中止した場合は体位・酸素化・鎮痛/不安軽減を優先し、安定後に評価へ巻き戻すのが原則です。
判定 → 代替 → 必要時吸引 → 再評価のフロー
意思決定を 1 枚にまとめました( WordPress 直貼り用インライン SVG )。
モニタリングと共有(観察・報告の要点)
- 観察: SpO₂ 、呼吸数、顔色・表情、会話・反応、体位変化での症状、分泌の量/性状。
- 報告:適応根拠 → 代替の内容 → 必要時吸引の有無 → 再評価の結果 → 合併症の有無。
- チーム共有:「必要時吸引」の基準と中止基準をミニポスター化し、複数部署で同じ言葉を使う。
現場の詰まりどころ(失敗を増やすポイント)
「定時だから吸引」や「単独所見で即決」が混ざると、侵襲が増えるのに効果が安定しません。チームで決めるべきは「観察セットの項目」「まず試す代替」「中止基準」の 3 点です。新人・異動者でも同じ判断ができるよう、見学や情報収集の段階からチェックリストを持っておくと失敗が減ります。
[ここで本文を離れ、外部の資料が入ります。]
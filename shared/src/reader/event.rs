use crate::{handle::NetHandle, reader::error::ReaderError};

/// Things the reader reports to the application instead of failing the
/// packet.
#[derive(Clone, Debug, PartialEq, Eq)]
pub enum ReaderEvent {
    /// Reading data for `handle` failed. Its data is dropped until the
    /// sender ends its replication.
    BrokenObject { handle: NetHandle, error: ReaderError },
    /// Data for `handle` has been waiting on `pending` references for
    /// longer than the configured timeout.
    QueuedBatchTimeout { handle: NetHandle, pending: Vec<NetHandle> },
}
use log::trace;

use crate::{
    attachment::AttachmentSendQueue,
    bit_array::ChangeMask,
    handle::NetHandle,
    writer::{
        baselines::{BaselineIndex, INVALID_BASELINE_INDEX},
        error::StateTransitionError,
        state::ReplicatedObjectState,
    },
};

/// One object's replication bookkeeping on one connection.
pub struct ReplicationInfo {
    pub(crate) handle: NetHandle,
    pub(crate) state: ReplicatedObjectState,
    /// Bumped every time replication restarts, so records from an earlier
    /// life of the object can be told apart.
    pub(crate) epoch: u32,
    pub(crate) change_mask: ChangeMask,
    pub(crate) has_dirty_change_mask: bool,
    pub(crate) has_dirty_sub_objects: bool,
    pub(crate) is_sub_object: bool,
    pub(crate) is_creation_confirmed: bool,
    pub(crate) tear_off: bool,
    pub(crate) destroy_instance: bool,
    pub(crate) is_destruction_info: bool,
    pub(crate) delta_enabled: bool,
    pub(crate) last_acked_baseline: BaselineIndex,
    pub(crate) pending_baseline: BaselineIndex,
    /// Written state records not yet delivered, lost or discarded.
    pub(crate) in_flight_state_count: u32,
    pub(crate) attachments: AttachmentSendQueue,
    pub(crate) cannot_send_count: u32,
}

impl ReplicationInfo {
    pub(crate) fn new(max_reliable_attachments_in_flight: u16) -> Self {
        Self {
            handle: NetHandle::INVALID,
            state: ReplicatedObjectState::Invalid,
            epoch: 0,
            change_mask: ChangeMask::new(0),
            has_dirty_change_mask: false,
            has_dirty_sub_objects: false,
            is_sub_object: false,
            is_creation_confirmed: false,
            tear_off: false,
            destroy_instance: false,
            is_destruction_info: false,
            delta_enabled: false,
            last_acked_baseline: INVALID_BASELINE_INDEX,
            pending_baseline: INVALID_BASELINE_INDEX,
            in_flight_state_count: 0,
            attachments: AttachmentSendQueue::new(max_reliable_attachments_in_flight),
            cannot_send_count: 0,
        }
    }

    pub fn handle(&self) -> NetHandle {
        self.handle
    }

    pub fn state(&self) -> ReplicatedObjectState {
        self.state
    }

    pub fn is_creation_confirmed(&self) -> bool {
        self.is_creation_confirmed
    }

    pub fn change_mask(&self) -> &ChangeMask {
        &self.change_mask
    }

    pub(crate) fn set_state(&mut self, to: ReplicatedObjectState) -> Result<(), StateTransitionError> {
        if self.state != to {
            trace!("{} {:?} -> {:?}", self.handle, self.state, to);
        }
        self.state.transition(to)
    }

    pub(crate) fn mark_dirty(&mut self, mask: &ChangeMask) {
        self.change_mask.combine(mask);
        self.has_dirty_change_mask = self.change_mask.is_any_set();
    }

    pub(crate) fn clear_dirty(&mut self) {
        self.change_mask.clear_all();
        self.has_dirty_change_mask = false;
    }

    pub(crate) fn reset_baselines(&mut self) {
        self.last_acked_baseline = INVALID_BASELINE_INDEX;
        self.pending_baseline = INVALID_BASELINE_INDEX;
    }
}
見学や情報収集の抜け漏れ防止に。面談準備チェック( A4 ・ 5 分)と職場評価シート( A4 )を無料公開しています。ダウンロードはこちら
適応・代替・中止のチェックリスト
※スマホは表を横スクロールできます。
| 判定要素 | 臨床の示唆 | まず試す代替(非侵襲) | 中止・延期の目安 | 次の評価 |
|---|---|---|---|---|
| 呼吸音/分泌音 | 湿性ラ音・ゴロつきが強い | 体位ドレナージ → ハフ | 咳や苦痛が急増 | 音の変化・自覚の軽減 |
| SpO₂ ・呼吸数 | 酸素化の低下傾向 | 体位最適化・呼吸制御 | 急落・チアノーゼ | トレンドの改善 |
| 咳嗽力 | 排出が弱い/疲労 | 介助下の咳・ハフ練習 | 疲弊・意識の低下 | 排出可否の改善 |
| 分泌性状 | 粘稠・量が多い | 加温加湿・口腔ケア | 血性・悪臭の増悪 | 量・粘稠の軽減 |
| 誤嚥兆候 | 嚥下後の湿性嗄声 | 姿勢調整・口腔清掃 | 激しい窒息感 | 兆候の消失 |
よくある質問( FAQ )
各項目名をタップ(クリック)すると回答が開きます。もう一度タップで閉じます。
定時で回る吸引は必要?
いいえ。原則は必要時吸引です。呼吸音・分泌・ SpO₂ ・咳嗽力・誤嚥兆候のセットで判定し、まず非侵襲的代替を試します。
酸素は毎回上げるべき?
低酸素リスクが高いときに短時間のプレ酸素化を検討します。酸素投与は目的ではなく安全確保の手段です。投与後は必ず再評価します。
鼻出血が続くときの対処は?
無理な挿入は避け、体位や加湿で代替します。中止基準に該当する場合は中止し、医師・看護師と連携の上で再評価します。
代替で改善しなかったら?
安全が担保できないと判断すれば必要時吸引へ移行します。その際も短時間・最小侵襲を徹底し、直後の再評価をルーチン化します。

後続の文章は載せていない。